Based on these findings, we can expect that children with speech delay will not be able to access naturally and develop their  speech areas, which will lead to a constantly increasing deficit unless the initial damage is mended.

Some technical details about where speech is formulated in the brain:

  1. Before any words are actually spoken, vocal communication in sentences or using a group of words is processed by seven distributed regions of the brain correlated with speech and speech complexity, including five left-sided areas,  one middle-frontal gyrus, and two right-sided areas.
  2. Before enunciation, the association of a visual representation to a group of sounds learned by repetition will involve one central gyrus, one left- and one right-sided posterior brain area, and one right-sided area.

Experience and repetition will install new connections.

Any protocol that is used on a long-term basis  and is designed to promote communication outside of the pre-designed brain areas will draw a new speech brain map and install connections which will be very difficult to modify, simply because it serves a purpose and is easy.

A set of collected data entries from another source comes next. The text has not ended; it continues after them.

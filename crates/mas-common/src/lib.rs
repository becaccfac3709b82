//! MAS surveillance common types and errors.
//!
//! This crate provides foundational types shared across the mas-*
//! crates:
//! - The unified, categorized error type
//! - Node naming and abuse-typology enums
//! - Risk-level banding

pub mod error;
pub mod types;

pub use error::{Error, ErrorCategory, Result, StructuredError};
pub use types::{EvidenceCluster, NodeName, RiskLevel, Typology};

A child’s brain grows according to experience, environmental demands and also according to the child’s own genetic makeup. Some of the most crucial developments need to happen in sequence in order to support the development of other crucial zones. In neurophysiology these sequences are referred to as “critical times”.

Here is an example of a critical time, from a study in the field of neuroplasticity. This study related to vision but applies to any crucial sensory processing. In this experiment (J Comp Neurol. 1982 ), kittens were set in a device that allowed no head movement, and they were placed facing a screen with vertical black and white lines. The exposure lasted only a few days, while the kittens were receiving all other appropriate care. At the end of the experiment, the kittens were set free and it was observed that they had become blind to anything which was not a straight vertical line. This deficit could not be reversed at the time.

A considerable amount of research has been done to evaluate the impact of early experience on the shape and organization of the brain.  Over 80 years of research confirm that experience will define the brain.

Should PECS become the child’s natural communication tool?

Using a novel communication mode such as pictures is undeniably efficient in helping a child learn how to communicate. This picture method will become his or her “natural” communication system, as the brain will adapt to this new method.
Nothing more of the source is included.